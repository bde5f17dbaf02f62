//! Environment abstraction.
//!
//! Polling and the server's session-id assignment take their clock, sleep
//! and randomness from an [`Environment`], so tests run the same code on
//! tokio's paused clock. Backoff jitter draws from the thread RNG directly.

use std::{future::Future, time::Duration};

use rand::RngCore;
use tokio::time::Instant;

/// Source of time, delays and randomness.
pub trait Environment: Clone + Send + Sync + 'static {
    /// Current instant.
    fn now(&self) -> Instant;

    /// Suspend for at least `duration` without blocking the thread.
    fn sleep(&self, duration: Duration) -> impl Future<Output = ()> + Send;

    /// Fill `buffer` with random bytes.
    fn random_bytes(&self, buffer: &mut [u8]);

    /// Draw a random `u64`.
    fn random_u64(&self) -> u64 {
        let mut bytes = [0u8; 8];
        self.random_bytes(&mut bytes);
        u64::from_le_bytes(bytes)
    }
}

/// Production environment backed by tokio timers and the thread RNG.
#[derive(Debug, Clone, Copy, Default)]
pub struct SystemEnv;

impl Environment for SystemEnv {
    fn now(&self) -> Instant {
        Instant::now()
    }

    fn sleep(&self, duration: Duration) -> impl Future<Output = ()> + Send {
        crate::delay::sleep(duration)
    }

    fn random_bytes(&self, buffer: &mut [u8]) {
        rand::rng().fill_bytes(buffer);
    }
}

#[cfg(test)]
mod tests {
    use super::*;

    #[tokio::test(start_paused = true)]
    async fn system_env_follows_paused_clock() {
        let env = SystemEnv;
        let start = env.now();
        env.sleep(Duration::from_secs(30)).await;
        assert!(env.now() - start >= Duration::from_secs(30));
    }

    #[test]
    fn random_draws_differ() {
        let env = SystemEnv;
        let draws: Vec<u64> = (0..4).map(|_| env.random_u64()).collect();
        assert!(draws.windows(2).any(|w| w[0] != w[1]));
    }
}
|---|
» **What the exercise asks**
Set down each line of the material above again, exactly.

» **Task output**
repository bde5f17dbaf02f62
//! Environment abstraction.
//!
//! Polling and the server's session-id assignment take their clock, sleep
//! and randomness from an [`Environment`], so tests run the same code on
//! tokio's paused clock. Backoff jitter draws from the thread RNG directly.

use std::{future::Future, time::Duration};

use rand::RngCore;
use tokio::time::Instant;

/// Source of time, delays and randomness.
pub trait Environment: Clone + Send + Sync + 'static {
    /// Current instant.
    fn now(&self) -> Instant;

    /// Suspend for at least `duration` without blocking the thread.
    fn sleep(&self, duration: Duration) -> impl Future<Output = ()> + Send;

    /// Fill `buffer` with random bytes.
    fn random_bytes(&self, buffer: &mut [u8]);

    /// Draw a random `u64`.
    fn random_u64(&self) -> u64 {
        let mut bytes = [0u8; 8];
        self.random_bytes(&mut bytes);
        u64::from_le_bytes(bytes)
    }
}

/// Production environment backed by tokio timers and the thread RNG.
#[derive(Debug, Clone, Copy, Default)]
pub struct SystemEnv;

impl Environment for SystemEnv {
    fn now(&self) -> Instant {
        Instant::now()
    }

    fn sleep(&self, duration: Duration) -> impl Future<Output = ()> + Send {
        crate::delay::sleep(duration)
    }

    fn random_bytes(&self, buffer: &mut [u8]) {
        rand::rng().fill_bytes(buffer);
    }
}

#[cfg(test)]
mod tests {
    use super::*;

    #[tokio::test(start_paused = true)]
    async fn system_env_follows_paused_clock() {
        let env = SystemEnv;
        let start = env.now();
        env.sleep(Duration::from_secs(30)).await;
        assert!(env.now() - start >= Duration::from_secs(30));
    }

    #[test]
    fn random_draws_differ() {
        let env = SystemEnv;
        let draws: Vec<u64> = (0..4).map(|_| env.random_u64()).collect();
        assert!(draws.windows(2).any(|w| w[0] != w[1]));
    }
}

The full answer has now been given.